Twilight is my favorite time. Those moments that sit between day and night. Since I do not partake in the sunshine, twilight has served as my dawn. I love the way the city comes alive at twilight. I suppose not all cities are like this, but Los Angeles is special in just about anyone's eyes. It is either Hollywood, or sunny beaches, or a den of iniquity, or some such view. But to me, it's simply... home.
Though after four centuries, even home can feel empty.
My name is Terrence Harold. But no one dares to call me that, even if they are among the few who might know my given name. Everyone calls me "Trip." How I came to bear that moniker is a long story involving a bad batch of blood from someone who neither looked nor smelled like a junkie. It took me by surprise. The rest is history.
I've lived here for the past fifty-some-odd glorious years. I have danced with Ms. Charisse and laughed with Mr. Gleason. I have shared bourbon with Dino and sensimilla with Jimi. It's been a wonderful time to be Valensi.

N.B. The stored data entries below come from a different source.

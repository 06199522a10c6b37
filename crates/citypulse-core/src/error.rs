//! Centralized error types for CityPulse.
//!
//! Every failure a dashboard section can hit is expressed here so the
//! presentation layer can tell a configuration problem from a provider
//! rejection and show a message without inspecting strings.

use std::fmt;

use thiserror::Error;

/// Top-level application error type.
///
/// Use `user_message()` to get a message suitable for display.
#[derive(Debug, Error)]
pub enum AppError {
    #[error("Invalid input: {0}")]
    InvalidInput(String),

    #[error("Database error: {0}")]
    Database(#[from] DatabaseError),

    #[error("Provider error: {0}")]
    Provider(#[from] ProviderError),
}

impl AppError {
    /// Returns a user-friendly message suitable for display.
    pub fn user_message(&self) -> &'static str {
        match self {
            AppError::InvalidInput(_) => "Please enter a city name.",
            AppError::Database(e) => e.user_message(),
            AppError::Provider(e) => e.user_message(),
        }
    }
}

/// Network-related errors (HTTP, connectivity).
#[derive(Debug, Error)]
pub enum NetworkError {
    #[error("Connection failed: {0}")]
    ConnectionFailed(String),

    #[error("Request timed out")]
    Timeout,

    #[error("Server error: {status} - {message}")]
    ServerError { status: u16, message: String },

    #[error("Invalid response: {0}")]
    InvalidResponse(String),
}

impl NetworkError {
    pub fn user_message(&self) -> &'static str {
        match self {
            NetworkError::ConnectionFailed(_) => {
                "Unable to connect. Check your internet connection."
            }
            NetworkError::Timeout => "The request timed out. Please try again.",
            NetworkError::ServerError { status, .. } if *status >= 500 => {
                "The server is experiencing issues. Please try again later."
            }
            NetworkError::ServerError { .. } => "The request failed. Please try again.",
            NetworkError::InvalidResponse(_) => {
                "Received an unexpected response. Please try again."
            }
        }
    }
}

/// Local storage errors (SQLite key-value table).
#[derive(Debug, Error)]
pub enum DatabaseError {
    #[error("Database connection failed: {0}")]
    ConnectionFailed(String),

    #[error("Query failed: {0}")]
    QueryFailed(String),

    #[error("Data corruption detected: {0}")]
    Corruption(String),
}

impl DatabaseError {
    pub fn user_message(&self) -> &'static str {
        match self {
            DatabaseError::ConnectionFailed(_) => {
                "Unable to access local data. Try restarting the app."
            }
            DatabaseError::QueryFailed(_) => "A data operation failed. Please try again.",
            DatabaseError::Corruption(_) => {
                "Local data may be corrupted. Consider resetting app data."
            }
        }
    }
}

/// Configuration errors.
#[derive(Debug, Error)]
pub enum ConfigError {
    #[error("Invalid configuration: {0}")]
    Invalid(String),
}

impl ConfigError {
    pub fn user_message(&self) -> &'static str {
        match self {
            ConfigError::Invalid(_) => "Invalid configuration. Check your settings.",
        }
    }
}

/// The external services the dashboard talks to.
#[derive(Debug, Clone, Copy, PartialEq, Eq, Hash)]
pub enum Provider {
    Weather,
    AirQuality,
    Places,
    Events,
    News,
}

impl Provider {
    pub fn name(&self) -> &'static str {
        match self {
            Provider::Weather => "weather",
            Provider::AirQuality => "air quality",
            Provider::Places => "places",
            Provider::Events => "events",
            Provider::News => "news",
        }
    }
}

impl fmt::Display for Provider {
    fn fmt(&self, f: &mut fmt::Formatter<'_>) -> fmt::Result {
        f.write_str(self.name())
    }
}

/// Errors raised while talking to a third-party provider.
///
/// Every variant carries the provider so a failure can be attributed to
/// exactly one dashboard section.
#[derive(Debug, Error)]
pub enum ProviderError {
    #[error("{provider} API key is not configured")]
    MissingApiKey { provider: Provider },

    #[error("{provider} provider rejected the API key")]
    Unauthorized { provider: Provider },

    #[error("{provider} provider rate limit exceeded")]
    RateLimited { provider: Provider },

    #[error("{provider} provider found nothing for {what}")]
    NotFound { provider: Provider, what: String },

    #[error("{provider} provider error: {status} - {message}")]
    Rejected {
        provider: Provider,
        status: u16,
        message: String,
    },

    #[error("{provider} provider returned an invalid response: {message}")]
    InvalidResponse { provider: Provider, message: String },

    #[error("{provider} provider unreachable: {source}")]
    Network {
        provider: Provider,
        #[source]
        source: NetworkError,
    },
}

impl ProviderError {
    /// Map a non-success HTTP status to the matching variant.
    ///
    /// `subject` is what was looked up (a city, a search term); a 404 reports
    /// it instead of the response body.
    pub fn from_status(
        provider: Provider,
        status: u16,
        subject: &str,
        body: impl Into<String>,
    ) -> Self {
        match status {
            401 | 403 => ProviderError::Unauthorized { provider },
            429 => ProviderError::RateLimited { provider },
            404 => ProviderError::NotFound {
                provider,
                what: subject.to_string(),
            },
            _ => ProviderError::Rejected {
                provider,
                status,
                message: body.into(),
            },
        }
    }

    pub fn invalid_response(provider: Provider, message: impl Into<String>) -> Self {
        ProviderError::InvalidResponse {
            provider,
            message: message.into(),
        }
    }

    pub fn provider(&self) -> Provider {
        match self {
            ProviderError::MissingApiKey { provider }
            | ProviderError::Unauthorized { provider }
            | ProviderError::RateLimited { provider }
            | ProviderError::NotFound { provider, .. }
            | ProviderError::Rejected { provider, .. }
            | ProviderError::InvalidResponse { provider, .. }
            | ProviderError::Network { provider, .. } => *provider,
        }
    }

    /// True when the failure comes from local setup rather than the provider.
    pub fn is_configuration_error(&self) -> bool {
        matches!(self, ProviderError::MissingApiKey { .. })
    }

    pub fn user_message(&self) -> &'static str {
        match self {
            ProviderError::MissingApiKey { provider } => match provider {
                Provider::Weather | Provider::AirQuality => {
                    "OpenWeather API key is not configured. Check your settings."
                }
                Provider::Places => "Google Places API key is not configured. Check your settings.",
                Provider::Events => "Ticketmaster API key is not configured. Check your settings.",
                Provider::News => "News API key is not configured. Check your settings.",
            },
            ProviderError::Unauthorized { .. } => "The provider rejected the API key. Check your settings.",
            ProviderError::RateLimited { .. } => "Too many requests. Please wait and try again.",
            ProviderError::NotFound { provider, .. } => match provider {
                Provider::Weather => "City not found. Check the spelling and try again.",
                Provider::AirQuality | Provider::Places => "Could not locate that city.",
                Provider::Events | Provider::News => "Nothing was found for that city.",
            },
            ProviderError::Rejected { status, .. } if *status >= 500 => {
                "The provider is experiencing issues. Please try again later."
            }
            ProviderError::Rejected { .. } => "The provider could not complete the request.",
            ProviderError::InvalidResponse { .. } => {
                "Received an unexpected response. Please try again."
            }
            ProviderError::Network { source, .. } => source.user_message(),
        }
    }
}

/// Extension trait for converting reqwest errors to our error types.
pub trait ReqwestErrorExt {
    fn into_network_error(self) -> NetworkError;

    fn into_provider_error(self, provider: Provider) -> ProviderError;
}

impl ReqwestErrorExt for reqwest::Error {
    fn into_network_error(self) -> NetworkError {
        if self.is_timeout() {
            NetworkError::Timeout
        } else if self.is_decode() {
            NetworkError::InvalidResponse(self.to_string())
        } else if let Some(status) = self.status() {
            NetworkError::ServerError {
                status: status.as_u16(),
                message: self.to_string(),
            }
        } else {
            NetworkError::ConnectionFailed(self.to_string())
        }
    }

    fn into_provider_error(self, provider: Provider) -> ProviderError {
        // Request URLs carry API keys in the query string.
        let err = self.without_url();
        if err.is_decode() {
            return ProviderError::invalid_response(provider, err.to_string());
        }
        ProviderError::Network {
            provider,
            source: err.into_network_error(),
        }
    }
}

/// Extension trait for converting rusqlite errors to our error types.
pub trait RusqliteErrorExt {
    fn into_database_error(self) -> DatabaseError;
}

impl RusqliteErrorExt for rusqlite::Error {
    fn into_database_error(self) -> DatabaseError {
        match &self {
            rusqlite::Error::SqliteFailure(_, Some(msg)) if msg.contains("corrupt") => {
                DatabaseError::Corruption(self.to_string())
            }
            rusqlite::Error::SqliteFailure(err, _)
                if err.code == rusqlite::ErrorCode::CannotOpen =>
            {
                DatabaseError::ConnectionFailed(self.to_string())
            }
            _ => DatabaseError::QueryFailed(self.to_string()),
        }
    }
}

At least, that's what I tell myself. The truth is, after enough decades, even the most glittering parties begin to blur together. Even the most fascinating people become predictable. The ache of true companionship—someone who truly understands the weight of centuries—grows sharper with each passing year. Perhaps that's why I've grown reckless lately, seeking out situations that would have made my younger self proud. The old Trip would have appreciated the irony—that age hadn't mellowed me so much as made me hunger for the intensity I once took for granted.
I'll most likely get into trouble for using that word, by the way. The Hierarchy hates it when we get lumped into the fictitious world of myth and legend. We're simply a more robust version of humans and not even close to the characters described in Mr. Stoker's novel.
Although quite a large number of us live among the humans of this city and this country, we have our own type of government—the Hierarchy—consisting of a Council of six senior Valensi and their leader, Magistrate Winceslao Gaithersburg. More a tribunal than anything else, they maintain order through swift and vicious justice. Consider your own life of seventy to eighty years and how harsh having that life cut short by a death sentence would be. Now, consider one of us—who age at about one sixtieth the rate of humans—at the prime of our lives, say, three hundred years old, having that expansive future life cut off abruptly.
But I digress from the tale I am here to tell.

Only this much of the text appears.